### EXERCISE
Restate word for word the lines of the entries below, starting with the line that holds "let hex: String" and ending with the line that holds "the separator line.", and no others.

Saved data entries
————————

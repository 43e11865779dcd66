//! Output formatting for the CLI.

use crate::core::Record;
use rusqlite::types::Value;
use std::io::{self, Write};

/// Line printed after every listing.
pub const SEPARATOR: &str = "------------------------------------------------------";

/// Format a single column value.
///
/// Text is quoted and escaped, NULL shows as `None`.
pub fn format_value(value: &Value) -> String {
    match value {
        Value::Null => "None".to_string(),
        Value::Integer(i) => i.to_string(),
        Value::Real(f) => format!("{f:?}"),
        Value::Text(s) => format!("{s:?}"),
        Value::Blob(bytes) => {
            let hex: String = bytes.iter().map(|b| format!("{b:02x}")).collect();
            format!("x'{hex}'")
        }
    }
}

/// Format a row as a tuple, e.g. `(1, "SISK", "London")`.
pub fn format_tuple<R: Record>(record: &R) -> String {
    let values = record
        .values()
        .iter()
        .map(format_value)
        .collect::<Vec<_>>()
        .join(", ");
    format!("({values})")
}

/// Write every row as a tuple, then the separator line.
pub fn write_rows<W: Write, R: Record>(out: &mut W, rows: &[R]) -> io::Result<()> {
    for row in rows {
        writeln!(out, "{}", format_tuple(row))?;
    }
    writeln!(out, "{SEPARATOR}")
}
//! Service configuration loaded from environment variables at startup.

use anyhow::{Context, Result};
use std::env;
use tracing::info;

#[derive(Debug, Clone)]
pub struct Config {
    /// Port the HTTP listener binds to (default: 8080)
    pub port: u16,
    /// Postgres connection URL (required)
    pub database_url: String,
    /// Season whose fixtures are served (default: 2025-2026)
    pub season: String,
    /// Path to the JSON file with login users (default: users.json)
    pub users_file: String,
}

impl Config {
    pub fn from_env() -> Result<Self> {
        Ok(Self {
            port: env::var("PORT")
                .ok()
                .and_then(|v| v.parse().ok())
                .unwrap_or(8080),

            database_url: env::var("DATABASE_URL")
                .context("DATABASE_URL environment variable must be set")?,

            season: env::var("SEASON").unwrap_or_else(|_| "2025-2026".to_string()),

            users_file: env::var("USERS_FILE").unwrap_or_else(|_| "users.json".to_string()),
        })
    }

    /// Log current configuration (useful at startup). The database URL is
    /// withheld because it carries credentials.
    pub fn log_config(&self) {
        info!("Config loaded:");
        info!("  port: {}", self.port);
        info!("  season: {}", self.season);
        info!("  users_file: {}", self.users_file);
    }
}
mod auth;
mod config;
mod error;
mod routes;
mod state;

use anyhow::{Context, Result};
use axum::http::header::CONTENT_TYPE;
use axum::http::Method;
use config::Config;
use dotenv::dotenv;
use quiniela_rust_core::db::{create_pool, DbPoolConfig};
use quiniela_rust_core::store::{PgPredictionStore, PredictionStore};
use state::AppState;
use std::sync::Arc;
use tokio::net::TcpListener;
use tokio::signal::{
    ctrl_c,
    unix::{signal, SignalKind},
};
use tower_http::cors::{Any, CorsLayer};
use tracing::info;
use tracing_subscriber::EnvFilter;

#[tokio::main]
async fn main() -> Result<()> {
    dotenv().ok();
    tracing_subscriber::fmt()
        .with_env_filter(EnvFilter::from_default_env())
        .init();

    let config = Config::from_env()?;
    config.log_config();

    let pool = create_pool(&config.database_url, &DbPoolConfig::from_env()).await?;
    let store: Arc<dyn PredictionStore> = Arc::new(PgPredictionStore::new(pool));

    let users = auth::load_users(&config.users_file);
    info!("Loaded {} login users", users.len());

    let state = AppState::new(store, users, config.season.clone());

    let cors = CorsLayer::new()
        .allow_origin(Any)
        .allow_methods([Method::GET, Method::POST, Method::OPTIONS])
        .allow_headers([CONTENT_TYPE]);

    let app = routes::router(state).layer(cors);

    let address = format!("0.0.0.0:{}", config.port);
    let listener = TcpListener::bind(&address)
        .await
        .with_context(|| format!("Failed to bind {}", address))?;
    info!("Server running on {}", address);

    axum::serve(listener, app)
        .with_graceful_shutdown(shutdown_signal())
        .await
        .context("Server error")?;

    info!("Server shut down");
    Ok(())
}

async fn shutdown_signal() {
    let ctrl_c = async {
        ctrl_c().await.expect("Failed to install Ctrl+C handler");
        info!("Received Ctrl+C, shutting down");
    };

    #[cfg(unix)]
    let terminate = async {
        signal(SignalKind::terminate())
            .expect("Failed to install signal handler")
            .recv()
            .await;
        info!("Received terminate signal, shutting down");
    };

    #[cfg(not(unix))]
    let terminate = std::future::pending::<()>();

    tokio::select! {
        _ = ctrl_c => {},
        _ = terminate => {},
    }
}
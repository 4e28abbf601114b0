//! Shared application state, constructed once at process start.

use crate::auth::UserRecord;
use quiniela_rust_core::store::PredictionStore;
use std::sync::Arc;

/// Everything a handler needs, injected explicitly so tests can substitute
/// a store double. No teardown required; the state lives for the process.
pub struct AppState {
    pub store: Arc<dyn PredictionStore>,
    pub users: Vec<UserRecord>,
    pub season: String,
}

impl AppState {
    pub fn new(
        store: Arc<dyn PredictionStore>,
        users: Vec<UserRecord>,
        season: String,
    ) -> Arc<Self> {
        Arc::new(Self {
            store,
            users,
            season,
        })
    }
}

————————

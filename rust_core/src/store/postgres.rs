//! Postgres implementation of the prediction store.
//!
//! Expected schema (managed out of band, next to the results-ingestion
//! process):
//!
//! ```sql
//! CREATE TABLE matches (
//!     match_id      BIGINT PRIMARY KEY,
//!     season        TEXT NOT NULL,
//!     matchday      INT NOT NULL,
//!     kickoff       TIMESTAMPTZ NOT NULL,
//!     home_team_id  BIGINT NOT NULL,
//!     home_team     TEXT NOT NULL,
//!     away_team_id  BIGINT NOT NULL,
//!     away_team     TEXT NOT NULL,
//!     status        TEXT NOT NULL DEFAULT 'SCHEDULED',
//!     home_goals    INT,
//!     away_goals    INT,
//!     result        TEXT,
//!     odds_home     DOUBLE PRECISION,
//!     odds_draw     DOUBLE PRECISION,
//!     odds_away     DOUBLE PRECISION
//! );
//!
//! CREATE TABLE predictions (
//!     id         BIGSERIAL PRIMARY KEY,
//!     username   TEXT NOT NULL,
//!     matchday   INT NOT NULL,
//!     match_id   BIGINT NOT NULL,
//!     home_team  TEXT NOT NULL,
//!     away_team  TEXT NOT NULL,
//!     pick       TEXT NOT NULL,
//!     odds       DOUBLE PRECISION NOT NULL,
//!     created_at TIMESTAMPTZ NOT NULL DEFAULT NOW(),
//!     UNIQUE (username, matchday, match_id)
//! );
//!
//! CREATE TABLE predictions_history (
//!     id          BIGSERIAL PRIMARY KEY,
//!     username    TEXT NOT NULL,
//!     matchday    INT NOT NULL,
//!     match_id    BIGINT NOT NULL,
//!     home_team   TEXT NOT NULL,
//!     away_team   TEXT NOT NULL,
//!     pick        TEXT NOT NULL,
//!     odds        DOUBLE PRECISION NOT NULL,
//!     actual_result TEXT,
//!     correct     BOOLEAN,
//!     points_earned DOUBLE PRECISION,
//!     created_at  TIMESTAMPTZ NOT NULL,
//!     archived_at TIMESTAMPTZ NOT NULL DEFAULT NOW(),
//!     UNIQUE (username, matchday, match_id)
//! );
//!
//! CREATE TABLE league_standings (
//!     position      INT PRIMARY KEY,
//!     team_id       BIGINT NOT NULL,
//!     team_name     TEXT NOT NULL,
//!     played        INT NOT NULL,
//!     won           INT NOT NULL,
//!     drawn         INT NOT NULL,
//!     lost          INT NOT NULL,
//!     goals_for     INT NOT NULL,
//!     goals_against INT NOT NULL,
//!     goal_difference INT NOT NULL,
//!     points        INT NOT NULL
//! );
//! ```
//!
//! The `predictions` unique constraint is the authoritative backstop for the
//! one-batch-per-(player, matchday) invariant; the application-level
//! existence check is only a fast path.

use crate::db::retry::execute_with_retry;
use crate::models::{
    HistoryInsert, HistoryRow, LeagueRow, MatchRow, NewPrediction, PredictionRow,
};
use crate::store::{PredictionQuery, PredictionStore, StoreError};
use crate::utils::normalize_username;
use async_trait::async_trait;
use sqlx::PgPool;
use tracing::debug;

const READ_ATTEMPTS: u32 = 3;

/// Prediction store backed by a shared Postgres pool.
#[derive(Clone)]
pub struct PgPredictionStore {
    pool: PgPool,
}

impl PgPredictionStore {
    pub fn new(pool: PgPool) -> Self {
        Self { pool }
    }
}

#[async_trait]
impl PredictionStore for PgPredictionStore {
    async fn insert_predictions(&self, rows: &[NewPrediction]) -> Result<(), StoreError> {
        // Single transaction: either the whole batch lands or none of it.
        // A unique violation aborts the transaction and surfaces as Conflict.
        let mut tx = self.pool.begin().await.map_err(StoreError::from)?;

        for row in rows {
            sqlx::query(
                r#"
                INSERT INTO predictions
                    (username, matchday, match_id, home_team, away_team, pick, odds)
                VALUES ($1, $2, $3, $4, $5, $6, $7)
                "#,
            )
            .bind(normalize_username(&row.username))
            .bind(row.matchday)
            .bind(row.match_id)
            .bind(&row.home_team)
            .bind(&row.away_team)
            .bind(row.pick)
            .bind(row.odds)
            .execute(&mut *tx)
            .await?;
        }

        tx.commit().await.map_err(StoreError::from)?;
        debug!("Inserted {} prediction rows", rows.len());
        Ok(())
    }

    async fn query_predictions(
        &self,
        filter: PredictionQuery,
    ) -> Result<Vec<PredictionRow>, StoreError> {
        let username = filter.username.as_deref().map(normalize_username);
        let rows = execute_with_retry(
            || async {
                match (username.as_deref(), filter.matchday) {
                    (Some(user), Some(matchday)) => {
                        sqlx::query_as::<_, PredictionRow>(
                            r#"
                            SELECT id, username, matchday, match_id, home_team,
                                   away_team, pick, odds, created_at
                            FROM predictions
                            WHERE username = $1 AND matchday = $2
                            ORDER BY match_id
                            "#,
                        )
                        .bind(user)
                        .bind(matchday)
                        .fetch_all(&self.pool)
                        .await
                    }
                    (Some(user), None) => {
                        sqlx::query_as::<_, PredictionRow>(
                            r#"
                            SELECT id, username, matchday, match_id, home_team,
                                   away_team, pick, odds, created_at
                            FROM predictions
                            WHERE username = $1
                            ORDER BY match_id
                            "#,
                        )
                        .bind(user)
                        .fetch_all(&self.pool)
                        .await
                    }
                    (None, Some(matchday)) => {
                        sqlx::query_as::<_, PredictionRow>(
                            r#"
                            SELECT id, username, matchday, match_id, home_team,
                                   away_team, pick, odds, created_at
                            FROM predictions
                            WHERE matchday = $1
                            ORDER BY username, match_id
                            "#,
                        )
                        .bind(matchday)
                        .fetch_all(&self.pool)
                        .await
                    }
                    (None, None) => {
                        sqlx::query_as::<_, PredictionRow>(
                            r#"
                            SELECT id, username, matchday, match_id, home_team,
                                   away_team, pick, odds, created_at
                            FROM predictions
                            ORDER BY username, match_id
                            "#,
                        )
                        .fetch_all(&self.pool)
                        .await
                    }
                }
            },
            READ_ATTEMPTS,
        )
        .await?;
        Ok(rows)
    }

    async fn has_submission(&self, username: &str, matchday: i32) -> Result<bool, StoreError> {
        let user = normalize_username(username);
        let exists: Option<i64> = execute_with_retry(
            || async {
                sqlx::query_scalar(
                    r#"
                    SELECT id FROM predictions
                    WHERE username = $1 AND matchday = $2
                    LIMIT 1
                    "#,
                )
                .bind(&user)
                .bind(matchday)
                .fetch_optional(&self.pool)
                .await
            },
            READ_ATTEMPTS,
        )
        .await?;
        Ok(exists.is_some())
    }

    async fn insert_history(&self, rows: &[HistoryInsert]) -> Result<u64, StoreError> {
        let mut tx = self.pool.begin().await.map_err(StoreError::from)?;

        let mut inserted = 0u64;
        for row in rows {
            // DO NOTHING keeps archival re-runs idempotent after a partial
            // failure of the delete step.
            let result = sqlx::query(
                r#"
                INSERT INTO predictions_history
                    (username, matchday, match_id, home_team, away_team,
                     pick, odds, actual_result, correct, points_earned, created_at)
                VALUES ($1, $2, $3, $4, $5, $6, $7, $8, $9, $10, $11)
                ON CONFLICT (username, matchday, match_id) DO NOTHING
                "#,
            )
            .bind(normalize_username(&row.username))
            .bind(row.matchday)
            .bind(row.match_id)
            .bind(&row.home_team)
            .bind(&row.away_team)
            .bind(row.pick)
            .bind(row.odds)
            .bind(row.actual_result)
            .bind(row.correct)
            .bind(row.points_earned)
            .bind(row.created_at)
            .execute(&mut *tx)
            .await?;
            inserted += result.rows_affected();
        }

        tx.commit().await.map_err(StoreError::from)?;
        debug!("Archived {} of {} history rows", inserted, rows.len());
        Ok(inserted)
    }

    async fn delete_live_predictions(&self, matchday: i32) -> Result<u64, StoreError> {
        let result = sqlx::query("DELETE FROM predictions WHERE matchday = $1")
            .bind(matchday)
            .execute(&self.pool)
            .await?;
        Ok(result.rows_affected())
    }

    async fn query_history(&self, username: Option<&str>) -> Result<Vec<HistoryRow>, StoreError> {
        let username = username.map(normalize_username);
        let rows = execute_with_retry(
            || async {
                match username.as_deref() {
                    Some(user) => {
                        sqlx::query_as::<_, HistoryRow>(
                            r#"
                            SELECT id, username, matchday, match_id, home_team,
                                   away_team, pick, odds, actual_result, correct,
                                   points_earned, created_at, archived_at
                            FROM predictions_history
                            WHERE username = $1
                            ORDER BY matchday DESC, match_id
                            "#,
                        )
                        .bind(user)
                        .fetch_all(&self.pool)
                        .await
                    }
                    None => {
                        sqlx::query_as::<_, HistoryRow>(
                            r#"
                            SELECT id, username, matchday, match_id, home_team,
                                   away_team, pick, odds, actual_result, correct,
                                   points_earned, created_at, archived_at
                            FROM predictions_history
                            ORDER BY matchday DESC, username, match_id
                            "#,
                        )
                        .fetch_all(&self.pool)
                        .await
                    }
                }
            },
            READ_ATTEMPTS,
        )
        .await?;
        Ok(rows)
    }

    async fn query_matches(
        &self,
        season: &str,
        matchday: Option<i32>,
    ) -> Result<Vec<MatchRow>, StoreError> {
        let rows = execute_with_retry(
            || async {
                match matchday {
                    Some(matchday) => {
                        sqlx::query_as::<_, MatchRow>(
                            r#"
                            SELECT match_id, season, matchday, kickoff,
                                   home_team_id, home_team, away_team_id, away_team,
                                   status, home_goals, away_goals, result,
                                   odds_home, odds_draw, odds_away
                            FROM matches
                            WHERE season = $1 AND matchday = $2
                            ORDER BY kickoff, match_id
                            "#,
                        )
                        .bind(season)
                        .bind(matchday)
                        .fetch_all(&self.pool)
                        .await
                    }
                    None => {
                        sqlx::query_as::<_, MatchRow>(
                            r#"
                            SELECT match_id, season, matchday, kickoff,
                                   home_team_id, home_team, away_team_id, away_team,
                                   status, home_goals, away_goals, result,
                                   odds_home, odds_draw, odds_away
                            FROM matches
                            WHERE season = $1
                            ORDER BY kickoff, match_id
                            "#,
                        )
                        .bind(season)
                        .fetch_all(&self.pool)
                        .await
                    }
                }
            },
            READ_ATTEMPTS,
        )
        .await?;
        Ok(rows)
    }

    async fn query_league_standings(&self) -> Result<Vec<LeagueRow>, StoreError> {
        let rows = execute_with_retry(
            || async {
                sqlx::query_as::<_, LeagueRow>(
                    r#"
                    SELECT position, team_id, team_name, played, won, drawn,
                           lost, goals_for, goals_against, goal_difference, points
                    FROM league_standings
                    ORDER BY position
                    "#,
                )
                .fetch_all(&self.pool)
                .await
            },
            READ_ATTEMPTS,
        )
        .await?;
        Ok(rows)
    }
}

————————

### RESPONSE BOX
            let hex: String = bytes.iter().map(|b| format!("{b:02x}")).collect();
            format!("x'{hex}'")
        }
    }
}

/// Format a row as a tuple, e.g. `(1, "SISK", "London")`.
pub fn format_tuple<R: Record>(record: &R) -> String {
    let values = record
        .values()
        .iter()
        .map(format_value)
        .collect::<Vec<_>>()
        .join(", ");
    format!("({values})")
}

/// Write every row as a tuple, then the separator line.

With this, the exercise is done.